Speculative Fiction
Rob has also written speculative fiction under the name of Tom Conoboy. This work mostly dates from the 2000s, when he was a member of Alex Keegan's Bootcamp, an online writing group. Some of these speculative fiction stories are among the first that Rob had published.
These stories are available on Kindle. Click below for details.
The King of Pathos
Helios Halyard was the King of Pathos, twenty-three-years undefeated world champion of freeform sadness. The merest twitch of his trademark moustache, the lift of a mournful eyebrow, could leave his audience keening in mass lamentation. Miss La-Lang, genetically conditioned to retain the body of a seven-year-old, had been by his heartbroken side throughout, fluttering her eyelashes and flashing a doleful smile at anyone who could bear its melancholy.

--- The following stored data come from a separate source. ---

//! Feature types and the set-semantics collector used by rule matching.

use serde::{Deserialize, Serialize};
use std::collections::{BTreeMap, BTreeSet};
use std::fmt;

use crate::error::Result;

/// A symbolic feature observed in a binary.
///
/// Identity is the (kind, name) pair; the address a feature was seen at is
/// carried next to it and never part of equality.
#[derive(Debug, Clone, PartialEq, Eq, Hash, PartialOrd, Ord, Serialize, Deserialize)]
#[serde(tag = "type", content = "value", rename_all = "lowercase")]
pub enum Feature {
    /// Function referenced at a call site
    Api(String),
    /// Import-table entry, either `module.symbol` or bare `symbol`
    Import(String),
}

impl Feature {
    pub fn api<S: Into<String>>(name: S) -> Self {
        Feature::Api(name.into())
    }

    pub fn import<S: Into<String>>(name: S) -> Self {
        Feature::Import(name.into())
    }

    pub fn name(&self) -> &str {
        match self {
            Feature::Api(name) | Feature::Import(name) => name,
        }
    }

    pub fn kind(&self) -> &'static str {
        match self {
            Feature::Api(_) => "api",
            Feature::Import(_) => "import",
        }
    }
}

impl fmt::Display for Feature {
    fn fmt(&self, f: &mut fmt::Formatter<'_>) -> fmt::Result {
        write!(f, "{}({})", self.kind(), self.name())
    }
}

/// Call-site reference supplied by the disassembler.
#[derive(Debug, Clone, PartialEq, Eq, Serialize, Deserialize)]
pub struct CallSite {
    pub api: String,
    pub va: u64,
}

impl CallSite {
    pub fn new<S: Into<String>>(api: S, va: u64) -> Self {
        Self { api: api.into(), va }
    }
}

/// Import-table entry supplied by the binary loader.
#[derive(Debug, Clone, PartialEq, Eq, Serialize, Deserialize)]
pub struct ImportEntry {
    pub dll: String,
    pub symbol: String,
    pub va: u64,
}

impl ImportEntry {
    pub fn new<D: Into<String>, S: Into<String>>(dll: D, symbol: S, va: u64) -> Self {
        Self {
            dll: dll.into(),
            symbol: symbol.into(),
            va,
        }
    }
}

/// Features mapped to every address they were observed at.
///
/// Duplicate `(Feature, va)` pairs collapse on insert. Ordered maps keep
/// iteration and JSON output stable across runs.
#[derive(Debug, Clone, Default, PartialEq, Eq, Serialize, Deserialize)]
#[serde(into = "Vec<FeatureEntry>", from = "Vec<FeatureEntry>")]
pub struct FeatureSet {
    features: BTreeMap<Feature, BTreeSet<u64>>,
}

impl FeatureSet {
    pub fn new() -> Self {
        Self::default()
    }

    /// Record one observation. Returns false when the pair was already present.
    pub fn insert(&mut self, feature: Feature, va: u64) -> bool {
        self.features.entry(feature).or_default().insert(va)
    }

    pub fn contains(&self, feature: &Feature) -> bool {
        self.features.contains_key(feature)
    }

    pub fn contains_at(&self, feature: &Feature, va: u64) -> bool {
        self.features
            .get(feature)
            .is_some_and(|vas| vas.contains(&va))
    }

    pub fn addresses(&self, feature: &Feature) -> Option<&BTreeSet<u64>> {
        self.features.get(feature)
    }

    /// Number of distinct features.
    pub fn len(&self) -> usize {
        self.features.len()
    }

    pub fn is_empty(&self) -> bool {
        self.features.is_empty()
    }

    /// Number of distinct `(Feature, va)` pairs.
    pub fn pair_count(&self) -> usize {
        self.features.values().map(BTreeSet::len).sum()
    }

    pub fn iter(&self) -> impl Iterator<Item = (&Feature, &BTreeSet<u64>)> {
        self.features.iter()
    }

    /// Fold another set into this one.
    pub fn merge(&mut self, other: FeatureSet) {
        for (feature, vas) in other.features {
            self.features.entry(feature).or_default().extend(vas);
        }
    }

    pub fn to_json_string(&self) -> Result<String> {
        Ok(serde_json::to_string(self)?)
    }

    pub fn from_json_str(s: &str) -> Result<Self> {
        Ok(serde_json::from_str(s)?)
    }
}

/// Serialized form of one feature. JSON object keys must be strings, so the
/// set is written as a list of entries.
#[derive(Serialize, Deserialize)]
struct FeatureEntry {
    feature: Feature,
    addresses: Vec<u64>,
}

impl From<FeatureSet> for Vec<FeatureEntry> {
    fn from(set: FeatureSet) -> Self {
        set.features
            .into_iter()
            .map(|(feature, vas)| FeatureEntry {
                feature,
                addresses: vas.into_iter().collect(),
            })
            .collect()
    }
}

impl From<Vec<FeatureEntry>> for FeatureSet {
    fn from(entries: Vec<FeatureEntry>) -> Self {
        let mut set = FeatureSet::new();
        for entry in entries {
            set.features
                .entry(entry.feature)
                .or_default()
                .extend(entry.addresses);
        }
        set
    }
}

impl Extend<(Feature, u64)> for FeatureSet {
    fn extend<I: IntoIterator<Item = (Feature, u64)>>(&mut self, iter: I) {
        for (feature, va) in iter {
            self.insert(feature, va);
        }
    }
}

impl FromIterator<(Feature, u64)> for FeatureSet {
    fn from_iter<I: IntoIterator<Item = (Feature, u64)>>(iter: I) -> Self {
        let mut set = FeatureSet::new();
        set.extend(iter);
        set
    }
}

So it was that their defeat to Deifenberger Dein and his incredible shrinking daughter in a downstate dressage event was wholly unexpected. News spread across America. It was, experts concluded, final proof of the desensitisation of the nation.
The age of innocent pathos was over.
The King of Pathos charts the fragmentation of civilisation, its descent into brutality, the loss of innocence. An alternate USA comes under the thrall of Deify Dein, a powerful and charismatic leader, bent on melding the country to reflect his own debauched image. The forces of order and chaos collide to catastrophic effect, creating a deadly battle between harmony and havoc, peace and passion, illusion and intoxication.
What will survive the storm?
Phoenix On the Orange River and Other Stories
Once, on a moonlit road, quiet and warm, Death trundled by with a handcart bearing the belongings of my father. I was kissing a woman at the time, Magenta de Rosa, full-bosomed and fifty, energetic, lying beneath the shade of a hackberry tree with the smell of oranges and almonds like perfume in the air.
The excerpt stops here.